(Data section begins)
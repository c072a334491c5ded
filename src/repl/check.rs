use crate::error::Result;
use crate::lexer::{Kind, StrSource, Token, TokenReader};

/// Whether accumulated input is ready to hand to a full parser.
#[derive(Debug, Clone, Copy, PartialEq, Eq)]
pub enum InputStatus {
    /// Every token is complete and no opened bracket is pending
    Ready,
    /// An incomplete token or an unclosed bracket needs more input
    NeedsMore,
}

/// Folds a token stream into an [`InputStatus`].
///
/// The lexer itself never balances brackets, so this consumer tracks the
/// open-bracket depth on its own, alongside any token the lexer flagged
/// incomplete. Surplus close brackets are left for the parser to reject;
/// they never make input "incomplete".
#[derive(Debug, Default)]
pub struct ReadinessChecker {
    depth: u64,
    incomplete: bool,
}

impl ReadinessChecker {
    /// Creates a checker with no observed tokens
    pub fn new() -> Self {
        ReadinessChecker::default()
    }

    /// Feeds one token to the checker
    pub fn observe(&mut self, token: &Token) {
        if !token.complete {
            self.incomplete = true;
        }
        match token.kind {
            Kind::ListOpen | Kind::VectorOpen | Kind::MapOpen => self.depth += 1,
            Kind::ListClose | Kind::VectorClose | Kind::MapClose => {
                self.depth = self.depth.saturating_sub(1);
            }
            _ => {}
        }
    }

    /// Status of everything observed so far
    pub fn status(&self) -> InputStatus {
        if self.incomplete || self.depth > 0 {
            InputStatus::NeedsMore
        } else {
            InputStatus::Ready
        }
    }
}

/// Lexes a whole line (or accumulated buffer) and reports whether it is
/// ready for parsing.
pub fn line_status(line: &str) -> Result<InputStatus> {
    let mut reader = TokenReader::new();
    let mut src = StrSource::new(line);
    let mut checker = ReadinessChecker::new();
    loop {
        let token = reader.read_token(&mut src)?;
        if token.kind == Kind::Eof {
            return Ok(checker.status());
        }
        checker.observe(&token);
    }
}
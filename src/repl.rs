// SPDX-License-Identifier: Apache-2.0

//! Line-oriented chat loop

use std::io;

use tokio::io::{AsyncBufRead, AsyncBufReadExt, AsyncWrite, AsyncWriteExt};
use tracing::info;

use crate::metrics;
use crate::AppState;

const HELP: &str = "Commands:
  /clear          Start a new conversation
  /system <text>  Replace the system prompt
  /mode           Show the tool loop mode
  /stats          Show call counters
  /help           Show this help
  /quit           Exit
";

#[derive(Debug, Clone, PartialEq, Eq)]
pub enum ReplCommand {
    Message(String),
    Clear,
    System(String),
    Mode,
    Stats,
    Help,
    Quit,
    Unknown(String),
}

/// `None` for blank lines
pub fn parse_line(line: &str) -> Option<ReplCommand> {
    let line = line.trim();
    if line.is_empty() {
        return None;
    }
    if !line.starts_with('/') {
        return Some(ReplCommand::Message(line.to_string()));
    }

    let (command, rest) = line.split_once(char::is_whitespace).unwrap_or((line, ""));
    let command = match command {
        "/clear" => ReplCommand::Clear,
        "/system" => ReplCommand::System(rest.trim().to_string()),
        "/mode" => ReplCommand::Mode,
        "/stats" => ReplCommand::Stats,
        "/help" | "/h" => ReplCommand::Help,
        "/quit" | "/exit" | "/q" => ReplCommand::Quit,
        other => ReplCommand::Unknown(other.to_string()),
    };
    Some(command)
}

/// Read lines from `input` until EOF or `/quit`, writing replies to `output`
pub async fn run<R, W>(state: &mut AppState, input: R, mut output: W) -> io::Result<()>
where
    R: AsyncBufRead + Unpin,
    W: AsyncWrite + Unpin,
{
    let mut lines = input.lines();

    loop {
        output.write_all(b"you> ").await?;
        output.flush().await?;

        let Some(line) = lines.next_line().await? else {
            break;
        };
        let Some(command) = parse_line(&line) else {
            continue;
        };

        let text = match command {
            ReplCommand::Quit => break,
            ReplCommand::Message(message) => {
                let outcome = state
                    .orchestrator
                    .run_turn(&mut state.conversation, &message)
                    .await;
                format!("assistant> {}\n", outcome.reply)
            }
            ReplCommand::Clear => {
                state.conversation.clear();
                info!("Conversation cleared");
                "Conversation cleared.\n".to_string()
            }
            ReplCommand::System(prompt) if prompt.is_empty() => {
                format!("System prompt: {}\n", state.conversation.system_prompt())
            }
            ReplCommand::System(prompt) => {
                state.set_system_prompt(&prompt);
                "System prompt updated.\n".to_string()
            }
            ReplCommand::Mode => {
                if state.orchestrator.tools_enabled() {
                    format!("Tool loop: {}\n", state.orchestrator.mode())
                } else {
                    "Tools disabled (plain chat).\n".to_string()
                }
            }
            ReplCommand::Stats => {
                let snapshot = metrics::snapshot();
                let json = serde_json::to_string_pretty(&snapshot).map_err(io::Error::other)?;
                format!("{}\n", json)
            }
            ReplCommand::Help => HELP.to_string(),
            ReplCommand::Unknown(command) => {
                format!("Unknown command {}. Type /help for commands.\n", command)
            }
        };

        output.write_all(text.as_bytes()).await?;
        output.write_all(b"\n").await?;
    }

    output.flush().await
}
// SPDX-License-Identifier: Apache-2.0

//! # tablechat-core
//!
//! Data model, collaborator traits, and error types shared by the tablechat
//! workspace. Nothing in this crate performs I/O.

pub mod error;
pub mod request;
pub mod traits;
pub mod types;

pub use error::{ChatError, ChatResult};
pub use request::{ChatRequest, ToolChoice};
pub use traits::{CatalogBackend, ChatTransport};
pub use types::*;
(Data section ends)
» What to do
What are the lines, exactly as written above, from the line with "let mut src = StrSource::new(line);" to the line with "the system prompt", both included? Output only those.

» Result of the exercise
    let mut src = StrSource::new(line);
    let mut checker = ReadinessChecker::new();
    loop {
        let token = reader.read_token(&mut src)?;
        if token.kind == Kind::Eof {
            return Ok(checker.status());
        }
        checker.observe(&token);
    }
}
filename src/repl.rs
// SPDX-License-Identifier: Apache-2.0

//! Line-oriented chat loop

use std::io;

use tokio::io::{AsyncBufRead, AsyncBufReadExt, AsyncWrite, AsyncWriteExt};
use tracing::info;

use crate::metrics;
use crate::AppState;

const HELP: &str = "Commands:
  /clear          Start a new conversation
  /system <text>  Replace the system prompt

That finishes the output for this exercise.